We agreed that date nights are important, but also that they don’t have to look like they did pre-kids. She and her partner have an immune-compromised child, and because of that, they are some of the last of my friends to reenter life as we knew it. For two years, they haven’t hired a sitter or gone out to eat at a restaurant. But they have perfected their own date-night ritual, and it’s helped them weather this crazy time. So naturally I grilled her (and asked other friends, too) how to create a date night while the kids are asleep.

Make an Appointment

When my husband and I were first dating, it was a thrill to meet up on a Tuesday just to sit side-by-side, legs touching, watching whatever series was on television. This was back before on-demand, when seeing a show together actually required a little planning. But there’s also something to it: any activity you do together, whether it’s watching a show, sharing a meal, or just listening to music, becomes more sacred when it’s officially on the calendar. 

Get the Kids Down Early

We’re tempted to let our girls stay up late, especially on the weekends, but we’re always so busy that they’re exhausted by bedtime anyway. My friend Abi finds that the best date nights actually start with her daughter’s dinner: she feeds her a half hour early, then gets her to bed a little early, too, to squeeze out time for their date.

Ditch the Phone

There’s nothing intimate about trying to talk to someone who’s scrolling. Agree to put your phone on “Do Not Disturb” and leave it in another room for the duration of your date, and resist the urge to reach for it when you’re trying to remember some arcane fact. It really can wait!

Put a Timer on Logistics

It’s scarily easy to spend hours just talking about grocery lists, laundry, and who’s driving the kids where this week. Those conversations are important, but try to limit them on date night! My friend, Julie, whose kids are now grown, says she would always set aside the first 30 minutes of any date during their peak parenting years for “calendaring” — but then they would force each other to stop talking logistics and actually have a conversation about something deeper.

Add Something Special

For Abi, it’s about picking up takeout from a really good restaurant, instead of the fallback it’s-Friday-and-I-don’t-want-to-cook spot. My sister and her husband like to cook, so making the meal becomes part of the evening, but they supplement it with new cocktails through a Shaker & Spoon subscription box. I’m personally a fan of settling a table with candles and our wedding china, just to make the evening feel more intentional. (Sometimes I even wear something cute.)

Add an Activity 

My friends Kelli and Eric have a sweet date-night tradition: “One person picks a record and we listen to the whole side. Then the other person does the same. The musical road we travel is calming and energizing at the same time. It reminds us of shows we’ve seen, trips we’ve taken, and milestones we’ve reached together. We almost always end up in a dance party together, just the two of us. And most of the time we stay up way too late. But, every time — every single time — we wake up with a smile.” 

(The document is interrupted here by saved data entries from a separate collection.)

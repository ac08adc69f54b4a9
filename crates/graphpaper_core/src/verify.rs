//! File verification.
//!
//! Reads every stored object back, checks that it still hashes to its key
//! and is in canonical form, and loads every commit on the head's chain as a
//! full graph. Objects no commit reaches are counted but never removed.

use crate::canonical;
use crate::error::{GpError, Result};
use crate::graph::{load_commit, Graph};
use crate::object_id::ObjectId;
use crate::object_store::ObjectStore;
use std::collections::HashSet;
use tracing::warn;

/// Which checks [`verify`] runs.
#[derive(Debug, Clone)]
pub struct VerifyConfig {
    /// Read and re-hash every stored object.
    pub check_objects: bool,

    /// Load every commit on the history chain as a graph.
    pub check_commits: bool,
}

impl Default for VerifyConfig {
    fn default() -> Self {
        Self {
            check_objects: true,
            check_commits: true,
        }
    }
}

/// Report from file verification.
#[derive(Debug, Default)]
pub struct VerifyReport {
    /// Total number of objects checked.
    pub objects_checked: usize,

    /// Objects whose bytes no longer match their address, or can't be read.
    pub objects_corrupted: Vec<ObjectId>,

    /// Objects that decode but are not in canonical form.
    pub objects_noncanonical: Vec<ObjectId>,

    /// Number of commits checked.
    pub commits_checked: usize,

    /// Commits that fail to load, with the reason.
    pub commits_invalid: Vec<(ObjectId, String)>,

    /// Objects not referenced by any commit on the chain. Informational.
    pub unreachable: Vec<ObjectId>,
}

impl VerifyReport {
    /// Returns true if any issues were found. Unreachable objects don't count.
    pub fn has_issues(&self) -> bool {
        !self.objects_corrupted.is_empty()
            || !self.objects_noncanonical.is_empty()
            || !self.commits_invalid.is_empty()
    }

    /// Returns a summary message.
    pub fn summary(&self) -> String {
        if !self.has_issues() {
            return "File is healthy. No issues found.".to_string();
        }

        let mut issues = Vec::new();
        if !self.objects_corrupted.is_empty() {
            issues.push(format!("{} corrupted objects", self.objects_corrupted.len()));
        }
        if !self.objects_noncanonical.is_empty() {
            issues.push(format!(
                "{} non-canonical objects",
                self.objects_noncanonical.len()
            ));
        }
        if !self.commits_invalid.is_empty() {
            issues.push(format!("{} invalid commits", self.commits_invalid.len()));
        }
        format!("File has issues: {}", issues.join(", "))
    }
}

/// Verifies the objects of a store and the commit chain starting at `head`.
///
/// # Examples
///
/// ```
/// use graphpaper_core::{verify, GraphFile, VerifyConfig};
///
/// let file = GraphFile::open_in_memory().unwrap();
/// let report = verify(file.store(), file.head(), VerifyConfig::default()).unwrap();
/// assert!(!report.has_issues());
/// ```
///
/// # Errors
///
/// Only failures of the backing database are returned as errors; everything
/// else ends up in the report.
pub fn verify(
    store: &ObjectStore,
    head: Option<ObjectId>,
    config: VerifyConfig,
) -> Result<VerifyReport> {
    let mut report = VerifyReport::default();
    let mut reachable = HashSet::new();

    if config.check_commits {
        check_commits(store, head, &mut report, &mut reachable)?;
    }

    if config.check_objects {
        check_objects(store, &mut report, &reachable, config.check_commits)?;
    }

    Ok(report)
}

fn is_backend_failure(err: &GpError) -> bool {
    matches!(err, GpError::Storage(_) | GpError::Io(_))
}

fn check_commits(
    store: &ObjectStore,
    head: Option<ObjectId>,
    report: &mut VerifyReport,
    reachable: &mut HashSet<ObjectId>,
) -> Result<()> {
    let mut next = head;

    while let Some(oid) = next {
        report.commits_checked += 1;

        let commit = match load_commit(store, oid) {
            Ok(commit) => commit,
            Err(e) if is_backend_failure(&e) => return Err(e),
            Err(e) => {
                warn!(commit = %oid.short(), error = %e, "commit does not load");
                report.commits_invalid.push((oid, e.to_string()));
                // The parent link is lost with the record
                break;
            }
        };

        reachable.insert(oid);
        reachable.extend(commit.cards.iter().copied());
        reachable.extend(commit.edges.iter().copied());

        match Graph::new(store.clone(), Some(oid)) {
            Ok(_) => {}
            Err(e) if is_backend_failure(&e) => return Err(e),
            Err(e) => {
                warn!(commit = %oid.short(), error = %e, "commit does not load as a graph");
                report.commits_invalid.push((oid, e.to_string()));
            }
        }

        next = commit.parent;
    }

    Ok(())
}

fn check_objects(
    store: &ObjectStore,
    report: &mut VerifyReport,
    reachable: &HashSet<ObjectId>,
    track_reachability: bool,
) -> Result<()> {
    for oid in store.ids()? {
        report.objects_checked += 1;

        match store.get(oid) {
            Ok(bytes) => {
                if !canonical::is_canonical(&bytes) {
                    report.objects_noncanonical.push(oid);
                }
            }
            Err(e) if is_backend_failure(&e) => return Err(e),
            Err(e) => {
                warn!(oid = %oid.short(), error = %e, "object is corrupted");
                report.objects_corrupted.push(oid);
            }
        }

        if track_reachability && !reachable.contains(&oid) {
            report.unreachable.push(oid);
        }
    }

    Ok(())
}
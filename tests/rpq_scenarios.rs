//! End-to-end regular path query scenarios driven through the public
//! adapters (regex text in, `ResultSet` out) rather than through the
//! internal `Nfa`/`Decomp` types directly.

use pathql::adapters::compile_regex;
use pathql::config::EngineConfig;
use pathql::graph::LabeledGraph;
use pathql::query::QueryEngine;
use pathql::value::{ResultItem, VertexId};

fn two_cycle_graph() -> LabeledGraph {
    let mut g = LabeledGraph::new();
    g.add_edge(VertexId::int(0), "a", VertexId::int(1));
    g.add_edge(VertexId::int(1), "a", VertexId::int(0));
    g
}

#[test]
fn any_label_star_query_reaches_every_vertex_from_every_start() {
    let mut engine = QueryEngine::new(EngineConfig::default());
    let g = two_cycle_graph();
    let mut next = 0u32;
    let query = compile_regex("a*", &mut next).unwrap();
    let tensor = engine.rpq_by_tensor(&g, &query, None, None).unwrap();
    for a in [VertexId::int(0), VertexId::int(1)] {
        for b in [VertexId::int(0), VertexId::int(1)] {
            assert!(tensor.contains(&ResultItem::Pair(a.clone(), b.clone())));
        }
    }
}

#[test]
fn empty_language_query_returns_empty_result_set() {
    let mut engine = QueryEngine::new(EngineConfig::default());
    let g = two_cycle_graph();
    let mut next = 0u32;
    // "z" never appears as an edge label in this graph.
    let query = compile_regex("z", &mut next).unwrap();
    let tensor = engine.rpq_by_tensor(&g, &query, None, None).unwrap();
    assert!(tensor.is_empty());
}

#[test]
fn bfs_separated_and_tensor_agree_on_reachable_pairs() {
    let mut engine = QueryEngine::new(EngineConfig::default());
    let g = two_cycle_graph();
    let mut next = 0u32;
    let query = compile_regex("a", &mut next).unwrap();
    let tensor = engine.rpq_by_tensor(&g, &query, None, None).unwrap();
    let bfs = engine.rpq_by_bfs(&g, &query, None, None, true).unwrap();
    assert_eq!(tensor, bfs);
}

#[test]
fn bfs_common_pools_targets_across_all_starts() {
    let mut engine = QueryEngine::new(EngineConfig::default());
    let g = two_cycle_graph();
    let mut next = 0u32;
    let query = compile_regex("a", &mut next).unwrap();
    let bfs = engine.rpq_by_bfs(&g, &query, None, None, false).unwrap();
    assert!(bfs.contains(&ResultItem::Vertex(VertexId::int(0))));
    assert!(bfs.contains(&ResultItem::Vertex(VertexId::int(1))));
}

#[test]
fn mixed_vertex_kind_start_filter_is_rejected() {
    let mut engine = QueryEngine::new(EngineConfig::default());
    let g = two_cycle_graph();
    let mut next = 0u32;
    let query = compile_regex("a", &mut next).unwrap();
    let mut starts = std::collections::HashSet::new();
    starts.insert(VertexId::str("not-in-graph"));
    let result = engine.rpq_by_tensor(&g, &query, Some(&starts), None);
    assert!(result.is_err());
}
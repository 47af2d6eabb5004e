//! Execution telemetry for [`crate::query::QueryEngine`].
//!
//! Every engine call records one [`QueryRecord`]; [`QueryStats`] keeps the
//! running totals a caller (or an external benchmarking harness) reads back
//! after a batch of queries.

use std::time::Duration;

/// Telemetry for a single engine call.
#[derive(Debug, Clone, PartialEq, Eq)]
pub struct QueryRecord {
    pub engine: &'static str,
    pub elapsed: Duration,
    pub outer_iterations: usize,
    pub result_size: usize,
}

/// Running totals across every call an engine instance has served.
#[derive(Debug, Clone, Default)]
pub struct QueryStats {
    pub queries_run: usize,
    pub total_elapsed: Duration,
    pub total_outer_iterations: usize,
    pub peak_result_size: usize,
    last: Option<QueryRecord>,
}

impl QueryStats {
    #[must_use]
    pub fn new() -> Self {
        QueryStats::default()
    }

    pub fn record(&mut self, record: QueryRecord) {
        self.queries_run += 1;
        self.total_elapsed += record.elapsed;
        self.total_outer_iterations += record.outer_iterations;
        self.peak_result_size = self.peak_result_size.max(record.result_size);
        self.last = Some(record);
    }

    #[must_use]
    pub fn last(&self) -> Option<&QueryRecord> {
        self.last.as_ref()
    }

    #[must_use]
    pub fn mean_elapsed(&self) -> Duration {
        if self.queries_run == 0 {
            Duration::ZERO
        } else {
            self.total_elapsed / self.queries_run as u32
        }
    }
}

#[cfg(test)]
mod tests {
    use super::*;

    #[test]
    fn mean_elapsed_is_zero_with_no_queries() {
        let stats = QueryStats::new();
        assert_eq!(stats.mean_elapsed(), Duration::ZERO);
    }

    #[test]
    fn record_tracks_peak_result_size() {
        let mut stats = QueryStats::new();
        stats.record(QueryRecord {
            engine: "tensor_rpq",
            elapsed: Duration::from_millis(1),
            outer_iterations: 3,
            result_size: 5,
        });
        stats.record(QueryRecord {
            engine: "bfs_rpq",
            elapsed: Duration::from_millis(2),
            outer_iterations: 1,
            result_size: 2,
        });
        assert_eq!(stats.queries_run, 2);
        assert_eq!(stats.peak_result_size, 5);
        assert_eq!(stats.total_outer_iterations, 4);
    }
}
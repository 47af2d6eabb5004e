//! Engine configuration.
//!
//! Loaded from an optional `config.toml` merged with `PATHQL_*`-prefixed
//! environment variables via [`figment`], with [`Default`] covering the
//! no-file case so library callers never have to ship a config file.
//!
//! ## Example
//!
//! ```bash
//! PATHQL_MAX_ITERATIONS=10000 PATHQL_LOG_FIXED_POINT_PROGRESS=true cargo test
//! ```

use figment::providers::{Env, Format, Toml};
use figment::Figment;
use serde::{Deserialize, Serialize};

/// Top-level engine configuration.
#[derive(Debug, Clone, Serialize, Deserialize, PartialEq, Eq)]
pub struct EngineConfig {
    /// Soft cap on the number of outer iterations a fixed-point loop
    /// (transitive closure squaring, Hellings worklist drain, tensor CFPQ
    /// saturation) may take before returning `IterationLimitExceeded`.
    /// `None` means unbounded (rely on monotone growth to terminate).
    #[serde(default)]
    pub max_iterations: Option<usize>,

    /// Default value for `sort_states` when a caller does not specify it
    /// explicitly when building a decomposition.
    #[serde(default = "default_sort_states")]
    pub sort_states_default: bool,

    /// Emit a `tracing::debug!` per outer fixed-point iteration with the
    /// current nnz / triple count.
    #[serde(default)]
    pub log_fixed_point_progress: bool,
}

fn default_sort_states() -> bool {
    false
}

impl Default for EngineConfig {
    fn default() -> Self {
        EngineConfig {
            max_iterations: None,
            sort_states_default: default_sort_states(),
            log_fixed_point_progress: false,
        }
    }
}

impl EngineConfig {
    /// Load configuration layering `config.toml` (if present) under
    /// `PATHQL_*` environment variables, falling back to [`Default`] for
    /// anything unset in either layer.
    pub fn load() -> figment::error::Result<Self> {
        Figment::from(figment::providers::Serialized::defaults(
            EngineConfig::default(),
        ))
        .merge(Toml::file("config.toml"))
        .merge(Env::prefixed("PATHQL_"))
        .extract()
    }
}
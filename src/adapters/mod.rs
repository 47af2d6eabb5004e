//! External surface adapters: concrete (if minimal) parsers and writers for
//! the regex, CFG, and DOT dialects named in the engine's external
//! interfaces. Every RPQ/CFPQ engine operates on `Nfa`/`Rsm`/`LabeledGraph`
//! values; these modules are how a caller gets one of those from text.

pub mod cfg;
pub mod dot;
pub mod regex_compiler;

pub use cfg::{parse_cfg, Grammar, Symbol};
pub use dot::{read_graph_dot, read_rsm_dot, write_graph_dot, write_rsm_dot};
pub use regex_compiler::compile_regex;
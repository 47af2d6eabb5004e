//! Minimal Graphviz DOT subset: `LabeledGraph` round-tripping, and a
//! nested-subgraph DOT dialect for `Rsm` (one subgraph per box, named by
//! its nonterminal; node attributes `is_start`/`is_final`; edge attribute
//! `label`, capitalized for nonterminal/variable edges).
//!
//! This is a hand-rolled reader, not a pest grammar: DOT's brace nesting
//! and attribute-list syntax is irregular enough that manual brace-matching
//! reads more directly than a PEG grammar would, and nothing else in this
//! adapter set needs a shared parsing toolkit with it.

use crate::automaton::{Label, Nfa, Rsm};
use crate::error::{EngineError, EngineResult};
use crate::graph::LabeledGraph;
use crate::value::VertexId;
use std::collections::HashMap;

fn find_matching_brace(s: &str, open_pos: usize) -> EngineResult<usize> {
    let bytes = s.as_bytes();
    let mut depth = 0i32;
    for (i, &b) in bytes.iter().enumerate().skip(open_pos) {
        match b {
            b'{' => depth += 1,
            b'}' => {
                depth -= 1;
                if depth == 0 {
                    return Ok(i);
                }
            }
            _ => {}
        }
    }
    Err(EngineError::ParseError("unbalanced braces in DOT source".to_string()))
}

/// Split a `{ ... }` body into top-level `;`-terminated statements, not
/// splitting on `;` that occurs inside a nested `{ }` or a quoted string.
fn split_statements(body: &str) -> Vec<String> {
    let mut out = Vec::new();
    let mut depth = 0i32;
    let mut in_quotes = false;
    let mut cur = String::new();
    for c in body.chars() {
        match c {
            '"' => {
                in_quotes = !in_quotes;
                cur.push(c);
            }
            '{' if !in_quotes => {
                depth += 1;
                cur.push(c);
            }
            '}' if !in_quotes => {
                depth -= 1;
                cur.push(c);
            }
            ';' if !in_quotes && depth == 0 => {
                let trimmed = cur.trim().to_string();
                if !trimmed.is_empty() {
                    out.push(trimmed);
                }
                cur.clear();
            }
            _ => cur.push(c),
        }
    }
    let trimmed = cur.trim().to_string();
    if !trimmed.is_empty() {
        out.push(trimmed);
    }
    out
}

/// Split a bracketed attribute list `[key=val, key2=val2]` into `(key,
/// value)` pairs, stripping quotes from quoted values.
fn split_attrs(attrs: &str) -> HashMap<String, String> {
    let mut out = HashMap::new();
    for part in attrs.split(',') {
        if let Some((k, v)) = part.split_once('=') {
            out.insert(k.trim().to_string(), extract_quoted_or_bare(v.trim()));
        }
    }
    out
}

fn extract_quoted_or_bare(s: &str) -> String {
    let trimmed = s.trim();
    if trimmed.starts_with('"') && trimmed.ends_with('"') && trimmed.len() >= 2 {
        trimmed[1..trimmed.len() - 1].to_string()
    } else {
        trimmed.to_string()
    }
}

fn parse_node_id(token: &str) -> VertexId {
    let token = extract_quoted_or_bare(token);
    match token.parse::<i64>() {
        Ok(n) => VertexId::int(n),
        Err(_) => VertexId::str(token),
    }
}

/// Find a statement's attribute bracket, if any, returning the text before
/// it and the attributes map.
fn extract_attrs(stmt: &str) -> (&str, HashMap<String, String>) {
    match stmt.find('[') {
        Some(open) => {
            let close = stmt.rfind(']').unwrap_or(stmt.len());
            (stmt[..open].trim(), split_attrs(&stmt[open + 1..close]))
        }
        None => (stmt.trim(), HashMap::new()),
    }
}

fn bool_attr(attrs: &HashMap<String, String>, key: &str, default: bool) -> bool {
    attrs.get(key).map_or(default, |v| v.eq_ignore_ascii_case("true"))
}

fn ensure_node(g: &mut LabeledGraph, id: VertexId) {
    g.add_vertex(id);
}

/// Read a plain DOT graph: `digraph name { a -> b [label="x"]; ... }`. Edge
/// statements carry a `label`; bare node statements register isolated
/// vertices.
pub fn read_graph_dot(source: &str) -> EngineResult<LabeledGraph> {
    let open = source.find('{').ok_or_else(|| EngineError::ParseError("DOT source has no graph body".to_string()))?;
    let close = find_matching_brace(source, open)?;
    let body = &source[open + 1..close];

    let mut g = LabeledGraph::new();
    for stmt in split_statements(body) {
        let (head, attrs) = extract_attrs(&stmt);
        if let Some((lhs, rhs)) = head.split_once("->") {
            let from = parse_node_id(lhs.trim());
            let to = parse_node_id(rhs.trim());
            let label = attrs.get("label").cloned().unwrap_or_default();
            g.add_edge(from, label, to);
        } else if !head.is_empty() {
            ensure_node(&mut g, parse_node_id(head));
        }
    }
    Ok(g)
}

fn dot_quote(s: &str) -> String {
    format!("\"{}\"", s.replace('"', "\\\""))
}

/// Write a plain DOT graph in the dialect [`read_graph_dot`] accepts.
#[must_use]
pub fn write_graph_dot(graph: &LabeledGraph, name: &str) -> String {
    let mut out = format!("digraph {name} {{\n");
    for v in graph.vertices() {
        out.push_str(&format!("  {};\n", dot_quote(&v.to_string())));
    }
    for e in graph.edges() {
        out.push_str(&format!(
            "  {} -> {} [label={}];\n",
            dot_quote(&e.source.to_string()),
            dot_quote(&e.target.to_string()),
            dot_quote(&e.label)
        ));
    }
    out.push_str("}\n");
    out
}

fn is_nonterminal_label(label: &str) -> bool {
    label.chars().next().is_some_and(|c| c.is_ascii_uppercase())
}

/// Parse a single box's body (already stripped of its `subgraph NAME { ...
/// }` wrapper) into an `Nfa<u32>` over the box's local node ids, assigned
/// in first-seen order.
fn parse_box(body: &str) -> EngineResult<Nfa<u32>> {
    let mut nfa_box: Nfa<u32> = Nfa::new();
    let mut local_id: HashMap<String, usize> = HashMap::new();
    let mut pending_attrs: HashMap<String, HashMap<String, String>> = HashMap::new();
    let mut edges: Vec<(String, String, String)> = Vec::new();

    for stmt in split_statements(body) {
        let (head, attrs) = extract_attrs(&stmt);
        if let Some((lhs, rhs)) = head.split_once("->") {
            let from = extract_quoted_or_bare(lhs.trim());
            let to = extract_quoted_or_bare(rhs.trim());
            let label = attrs.get("label").cloned().unwrap_or_default();
            edges.push((from, label, to));
        } else if !head.is_empty() {
            let name = extract_quoted_or_bare(head);
            pending_attrs.insert(name, attrs);
        }
    }

    let mut node_of = |name: &str, nfa_box: &mut Nfa<u32>, local_id: &mut HashMap<String, usize>| -> usize {
        if let Some(&idx) = local_id.get(name) {
            return idx;
        }
        let attrs = pending_attrs.get(name).cloned().unwrap_or_default();
        let is_start = bool_attr(&attrs, "is_start", true);
        let is_final = bool_attr(&attrs, "is_final", true);
        let idx = nfa_box.add_state(local_id.len() as u32, is_start, is_final);
        local_id.insert(name.to_string(), idx);
        idx
    };

    for name in pending_attrs.keys().cloned().collect::<Vec<_>>() {
        node_of(&name, &mut nfa_box, &mut local_id);
    }
    for (from, label, to) in &edges {
        let f = node_of(from, &mut nfa_box, &mut local_id);
        let t = node_of(to, &mut nfa_box, &mut local_id);
        let parsed_label = if is_nonterminal_label(label) {
            Label::variable(label.clone())
        } else {
            Label::terminal(label.clone())
        };
        nfa_box.add_transition(f, parsed_label, t);
    }
    Ok(nfa_box)
}

/// Read the RSM DOT dialect: a top-level graph named by the start
/// nonterminal, containing one `subgraph NAME { ... }` per box.
pub fn read_rsm_dot(source: &str) -> EngineResult<Rsm> {
    let open = source.find('{').ok_or_else(|| EngineError::ParseError("RSM DOT source has no graph body".to_string()))?;
    let header = source[..open].trim();
    let start = header
        .split_whitespace()
        .last()
        .ok_or_else(|| EngineError::ParseError("RSM DOT source has no graph name".to_string()))?
        .to_string();
    let close = find_matching_brace(source, open)?;
    let body = &source[open + 1..close];

    let mut boxes = HashMap::new();
    let mut search_from = 0usize;
    while let Some(rel_pos) = body[search_from..].find("subgraph") {
        let sub_start = search_from + rel_pos;
        let header_end = body[sub_start..]
            .find('{')
            .ok_or_else(|| EngineError::ParseError("subgraph with no body".to_string()))?
            + sub_start;
        let sub_name = body[sub_start + "subgraph".len()..header_end].trim().to_string();
        let sub_close = find_matching_brace(body, header_end)?;
        let sub_body = &body[header_end + 1..sub_close];
        boxes.insert(sub_name, parse_box(sub_body)?);
        search_from = sub_close + 1;
    }

    if boxes.is_empty() {
        return Err(EngineError::ParseError("RSM DOT source declares no boxes".to_string()));
    }
    Ok(Rsm::new(start, boxes))
}

/// Write the RSM DOT dialect [`read_rsm_dot`] accepts.
#[must_use]
pub fn write_rsm_dot(rsm: &Rsm) -> String {
    let mut out = format!("digraph {} {{\n", dot_quote(rsm.start()));
    let mut names: Vec<&String> = rsm.boxes().keys().collect();
    names.sort();
    for name in names {
        let nfa_box = &rsm.boxes()[name];
        out.push_str(&format!("  subgraph {} {{\n", dot_quote(name)));
        for (i, s) in nfa_box.states().iter().enumerate() {
            out.push_str(&format!(
                "    {} [is_start={}, is_final={}];\n",
                dot_quote(&i.to_string()),
                s.is_start,
                s.is_final
            ));
        }
        for (f, label, t) in nfa_box.transitions() {
            out.push_str(&format!(
                "    {} -> {} [label={}];\n",
                dot_quote(&f.to_string()),
                dot_quote(&t.to_string()),
                dot_quote(&label.to_string())
            ));
        }
        out.push_str("  }\n");
    }
    out.push_str("}\n");
    out
}

#[cfg(test)]
mod tests {
    use super::*;

    #[test]
    fn read_graph_dot_round_trips_edges() {
        let src = r#"digraph g { "0" -> "1" [label="a"]; "1" -> "0" [label="b"]; }"#;
        let g = read_graph_dot(src).unwrap();
        assert_eq!(g.edges().len(), 2);
        assert_eq!(g.len(), 2);
    }

    #[test]
    fn write_then_read_graph_dot_preserves_edge_count() {
        let mut g = LabeledGraph::new();
        g.add_edge(VertexId::int(0), "a", VertexId::int(1));
        g.add_edge(VertexId::int(1), "b", VertexId::int(2));
        let dot = write_graph_dot(&g, "roundtrip");
        let reread = read_graph_dot(&dot).unwrap();
        assert_eq!(reread.edges().len(), 2);
        assert_eq!(reread.len(), 3);
    }

    #[test]
    fn read_rsm_dot_parses_one_box_with_nonterminal_edge() {
        let src = r#"digraph S {
            subgraph S {
                "0" [is_start=True, is_final=True];
                "1" [is_start=False, is_final=False];
                "0" -> "1" [label="a"];
                "1" -> "1" [label="S"];
                "1" -> "0" [label="b"];
            }
        }"#;
        let rsm = read_rsm_dot(src).unwrap();
        assert_eq!(rsm.start(), "S");
        assert_eq!(rsm.boxes().len(), 1);
        let s_box = &rsm.boxes()["S"];
        assert!(s_box
            .transitions()
            .iter()
            .any(|(_, l, _)| matches!(l, Label::Variable(v) if v == "S")));
    }

    #[test]
    fn write_then_read_rsm_dot_preserves_box_count() {
        let mut nfa_box: Nfa<u32> = Nfa::new();
        let q0 = nfa_box.add_state(0, true, true);
        let q1 = nfa_box.add_state(1, false, false);
        nfa_box.add_transition(q0, Label::terminal("a"), q1);
        let mut boxes = HashMap::new();
        boxes.insert("S".to_string(), nfa_box);
        let rsm = Rsm::new("S", boxes);
        let dot = write_rsm_dot(&rsm);
        let reread = read_rsm_dot(&dot).unwrap();
        assert_eq!(reread.boxes().len(), 1);
    }

    #[test]
    fn malformed_dot_source_is_a_parse_error() {
        let result = read_graph_dot("not a dot graph");
        assert!(matches!(result, Err(EngineError::ParseError(_))));
    }
}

If records aren’t your thing, figure out what is: Watching travel documentaries, or thrillers? Working with (or against) each other on a puzzle, cards, or old-school board game? Find something you both love and make it part of the evening.

Consider a Double Date

As we’ve all become comfortable with video meetings, my husband and I have had a few “nights in” with another couple on the other side of the computer screen. I love having one of these every once in a while because the other couple often asks questions that we don’t think about, whether it’s about work or what the kids are doing, and we get to share stories for a new audience, too. Nice to mix it up!

… and Repeat!

No matter what you do on your date night in, my biggest takeaway from my survey of friends is that we all feel like prioritizing this time is good for our relationships — and that we should do it more often. It’s so easy to just sit down and stare at our phones after the kids go to bed, but with just a little bit of effort, we can turn even an hour or two into meaningful time with our partners.